BEGIN

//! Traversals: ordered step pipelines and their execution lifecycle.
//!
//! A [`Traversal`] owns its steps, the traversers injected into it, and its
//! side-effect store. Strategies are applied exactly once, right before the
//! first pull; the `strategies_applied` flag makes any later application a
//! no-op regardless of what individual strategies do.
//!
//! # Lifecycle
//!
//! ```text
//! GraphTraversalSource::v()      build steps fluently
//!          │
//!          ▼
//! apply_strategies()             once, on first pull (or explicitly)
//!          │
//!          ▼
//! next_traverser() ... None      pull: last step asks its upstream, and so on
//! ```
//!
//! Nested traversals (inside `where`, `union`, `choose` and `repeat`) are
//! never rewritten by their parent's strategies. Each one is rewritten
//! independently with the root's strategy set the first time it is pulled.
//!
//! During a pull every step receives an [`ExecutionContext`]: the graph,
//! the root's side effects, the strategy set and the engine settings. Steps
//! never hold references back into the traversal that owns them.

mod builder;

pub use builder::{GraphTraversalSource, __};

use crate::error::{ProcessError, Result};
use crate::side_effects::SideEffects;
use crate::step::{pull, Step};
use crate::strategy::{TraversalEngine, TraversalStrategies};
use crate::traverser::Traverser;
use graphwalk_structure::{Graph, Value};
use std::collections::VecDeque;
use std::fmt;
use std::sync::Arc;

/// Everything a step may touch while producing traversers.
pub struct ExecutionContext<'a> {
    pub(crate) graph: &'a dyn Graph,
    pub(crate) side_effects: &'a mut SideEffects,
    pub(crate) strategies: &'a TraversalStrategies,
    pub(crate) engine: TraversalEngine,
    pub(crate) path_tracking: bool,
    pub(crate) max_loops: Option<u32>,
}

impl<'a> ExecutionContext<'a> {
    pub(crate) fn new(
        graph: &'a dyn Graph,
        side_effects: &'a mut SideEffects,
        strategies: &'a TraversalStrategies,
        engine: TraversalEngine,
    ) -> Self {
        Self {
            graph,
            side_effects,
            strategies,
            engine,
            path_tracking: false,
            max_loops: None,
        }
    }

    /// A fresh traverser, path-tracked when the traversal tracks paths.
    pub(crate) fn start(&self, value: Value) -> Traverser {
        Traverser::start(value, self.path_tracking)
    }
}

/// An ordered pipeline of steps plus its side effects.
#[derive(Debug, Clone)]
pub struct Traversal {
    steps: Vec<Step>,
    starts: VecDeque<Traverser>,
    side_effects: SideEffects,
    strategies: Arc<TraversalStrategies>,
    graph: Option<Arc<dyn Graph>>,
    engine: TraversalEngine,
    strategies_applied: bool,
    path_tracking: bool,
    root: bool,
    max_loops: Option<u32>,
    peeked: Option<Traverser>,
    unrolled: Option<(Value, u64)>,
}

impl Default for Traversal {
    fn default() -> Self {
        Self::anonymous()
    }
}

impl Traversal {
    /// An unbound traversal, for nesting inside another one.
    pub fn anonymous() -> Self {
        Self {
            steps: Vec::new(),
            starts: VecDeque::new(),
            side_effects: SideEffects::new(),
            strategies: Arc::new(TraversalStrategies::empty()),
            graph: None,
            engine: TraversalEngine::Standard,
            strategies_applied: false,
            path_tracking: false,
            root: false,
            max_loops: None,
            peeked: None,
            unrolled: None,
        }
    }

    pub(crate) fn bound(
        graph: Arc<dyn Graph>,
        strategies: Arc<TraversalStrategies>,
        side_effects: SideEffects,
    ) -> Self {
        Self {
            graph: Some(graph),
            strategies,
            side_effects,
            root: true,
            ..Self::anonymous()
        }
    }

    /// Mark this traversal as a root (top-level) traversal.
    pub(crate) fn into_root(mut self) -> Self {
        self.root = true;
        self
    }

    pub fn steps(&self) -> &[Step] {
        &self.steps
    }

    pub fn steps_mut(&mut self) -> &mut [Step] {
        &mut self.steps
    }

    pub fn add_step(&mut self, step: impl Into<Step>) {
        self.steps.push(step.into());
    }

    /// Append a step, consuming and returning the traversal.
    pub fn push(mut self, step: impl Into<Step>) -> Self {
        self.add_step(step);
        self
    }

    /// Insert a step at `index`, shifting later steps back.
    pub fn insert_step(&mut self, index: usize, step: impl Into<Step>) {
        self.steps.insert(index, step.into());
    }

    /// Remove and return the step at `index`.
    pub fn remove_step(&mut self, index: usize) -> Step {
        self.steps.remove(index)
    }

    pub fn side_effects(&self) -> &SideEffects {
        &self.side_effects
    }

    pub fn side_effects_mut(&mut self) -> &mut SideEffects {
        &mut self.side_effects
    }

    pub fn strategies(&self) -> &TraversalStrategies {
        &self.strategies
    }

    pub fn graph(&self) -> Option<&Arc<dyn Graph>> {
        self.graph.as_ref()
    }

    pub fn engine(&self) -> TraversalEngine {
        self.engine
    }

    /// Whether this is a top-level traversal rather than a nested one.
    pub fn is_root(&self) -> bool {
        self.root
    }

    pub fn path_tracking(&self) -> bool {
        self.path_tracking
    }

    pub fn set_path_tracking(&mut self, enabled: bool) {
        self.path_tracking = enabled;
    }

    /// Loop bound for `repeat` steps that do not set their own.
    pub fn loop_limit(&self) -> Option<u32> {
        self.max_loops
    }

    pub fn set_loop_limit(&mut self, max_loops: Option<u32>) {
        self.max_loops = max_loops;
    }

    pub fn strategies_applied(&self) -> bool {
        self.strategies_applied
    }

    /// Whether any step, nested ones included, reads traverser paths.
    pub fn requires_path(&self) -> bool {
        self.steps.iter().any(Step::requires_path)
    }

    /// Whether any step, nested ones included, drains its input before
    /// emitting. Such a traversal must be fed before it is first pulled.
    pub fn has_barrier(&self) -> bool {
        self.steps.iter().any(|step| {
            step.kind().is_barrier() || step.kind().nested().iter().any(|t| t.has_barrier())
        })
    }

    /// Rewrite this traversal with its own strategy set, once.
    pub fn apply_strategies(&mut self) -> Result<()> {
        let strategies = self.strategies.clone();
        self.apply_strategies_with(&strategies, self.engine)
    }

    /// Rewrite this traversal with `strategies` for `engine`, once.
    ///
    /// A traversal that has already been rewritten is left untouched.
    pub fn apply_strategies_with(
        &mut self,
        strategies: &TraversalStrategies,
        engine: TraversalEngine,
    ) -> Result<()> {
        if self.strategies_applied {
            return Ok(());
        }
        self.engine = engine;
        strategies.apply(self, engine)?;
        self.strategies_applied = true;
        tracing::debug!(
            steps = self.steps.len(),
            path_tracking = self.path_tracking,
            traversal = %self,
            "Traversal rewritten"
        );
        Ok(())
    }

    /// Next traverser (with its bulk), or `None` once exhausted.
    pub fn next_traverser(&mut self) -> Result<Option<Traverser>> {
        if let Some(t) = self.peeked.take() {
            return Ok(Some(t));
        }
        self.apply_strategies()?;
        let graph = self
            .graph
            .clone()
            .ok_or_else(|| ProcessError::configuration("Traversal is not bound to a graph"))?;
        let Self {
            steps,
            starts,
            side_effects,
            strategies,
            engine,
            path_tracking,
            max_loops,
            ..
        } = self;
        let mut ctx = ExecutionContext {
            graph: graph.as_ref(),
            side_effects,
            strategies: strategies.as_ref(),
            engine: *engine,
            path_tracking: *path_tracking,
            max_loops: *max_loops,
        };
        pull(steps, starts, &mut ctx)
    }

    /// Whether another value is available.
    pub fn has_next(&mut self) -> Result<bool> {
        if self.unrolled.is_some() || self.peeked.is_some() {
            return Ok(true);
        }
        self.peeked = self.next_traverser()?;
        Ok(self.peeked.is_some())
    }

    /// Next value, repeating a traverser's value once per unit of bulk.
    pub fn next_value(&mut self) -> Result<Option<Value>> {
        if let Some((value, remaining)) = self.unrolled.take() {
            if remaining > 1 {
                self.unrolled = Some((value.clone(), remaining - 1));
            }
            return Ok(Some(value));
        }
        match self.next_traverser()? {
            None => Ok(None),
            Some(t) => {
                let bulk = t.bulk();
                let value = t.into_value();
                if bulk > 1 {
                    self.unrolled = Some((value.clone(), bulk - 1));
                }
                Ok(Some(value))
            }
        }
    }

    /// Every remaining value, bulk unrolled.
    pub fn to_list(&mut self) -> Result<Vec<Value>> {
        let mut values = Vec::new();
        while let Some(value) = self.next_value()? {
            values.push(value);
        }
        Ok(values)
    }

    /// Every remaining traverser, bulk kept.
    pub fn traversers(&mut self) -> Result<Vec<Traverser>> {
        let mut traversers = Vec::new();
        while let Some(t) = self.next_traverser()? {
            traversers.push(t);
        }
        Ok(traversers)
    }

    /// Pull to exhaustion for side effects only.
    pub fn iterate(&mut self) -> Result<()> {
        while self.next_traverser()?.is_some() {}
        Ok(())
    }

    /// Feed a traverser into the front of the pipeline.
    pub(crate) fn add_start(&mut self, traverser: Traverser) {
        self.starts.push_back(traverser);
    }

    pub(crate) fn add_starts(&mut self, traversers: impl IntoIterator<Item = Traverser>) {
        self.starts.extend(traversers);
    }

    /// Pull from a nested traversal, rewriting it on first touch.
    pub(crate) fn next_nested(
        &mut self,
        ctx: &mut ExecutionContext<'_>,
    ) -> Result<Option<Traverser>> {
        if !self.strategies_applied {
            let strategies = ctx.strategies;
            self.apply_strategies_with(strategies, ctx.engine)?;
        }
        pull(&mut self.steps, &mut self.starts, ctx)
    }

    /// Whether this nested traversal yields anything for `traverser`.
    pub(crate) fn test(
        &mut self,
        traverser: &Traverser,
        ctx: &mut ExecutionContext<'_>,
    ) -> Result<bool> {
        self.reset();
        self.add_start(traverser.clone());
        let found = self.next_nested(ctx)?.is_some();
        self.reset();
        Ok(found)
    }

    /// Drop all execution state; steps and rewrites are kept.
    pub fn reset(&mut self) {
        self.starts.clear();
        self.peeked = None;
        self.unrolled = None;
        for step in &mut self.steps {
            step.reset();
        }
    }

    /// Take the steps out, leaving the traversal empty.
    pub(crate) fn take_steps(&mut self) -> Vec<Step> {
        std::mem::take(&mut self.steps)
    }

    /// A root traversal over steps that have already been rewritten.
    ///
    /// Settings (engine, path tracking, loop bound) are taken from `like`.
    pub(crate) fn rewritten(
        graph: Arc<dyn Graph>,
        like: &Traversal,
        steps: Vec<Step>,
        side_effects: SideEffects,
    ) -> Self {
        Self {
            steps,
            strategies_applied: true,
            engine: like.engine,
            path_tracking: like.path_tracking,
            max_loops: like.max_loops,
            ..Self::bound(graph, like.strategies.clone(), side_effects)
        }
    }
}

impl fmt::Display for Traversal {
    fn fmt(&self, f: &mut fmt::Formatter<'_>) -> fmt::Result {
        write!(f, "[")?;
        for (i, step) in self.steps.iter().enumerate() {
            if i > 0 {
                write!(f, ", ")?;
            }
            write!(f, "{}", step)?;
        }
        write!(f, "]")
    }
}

END

* ASSIGNMENT
Check each line of the data for "impl". Copy the lines where it turns up.

* PROBLEM SOLUTION
impl<'a> ExecutionContext<'a> {
impl Default for Traversal {
impl Traversal {
    pub fn add_step(&mut self, step: impl Into<Step>) {
    pub fn push(mut self, step: impl Into<Step>) -> Self {
    pub fn insert_step(&mut self, index: usize, step: impl Into<Step>) {
    pub(crate) fn add_starts(&mut self, traversers: impl IntoIterator<Item = Traverser>) {
impl fmt::Display for Traversal {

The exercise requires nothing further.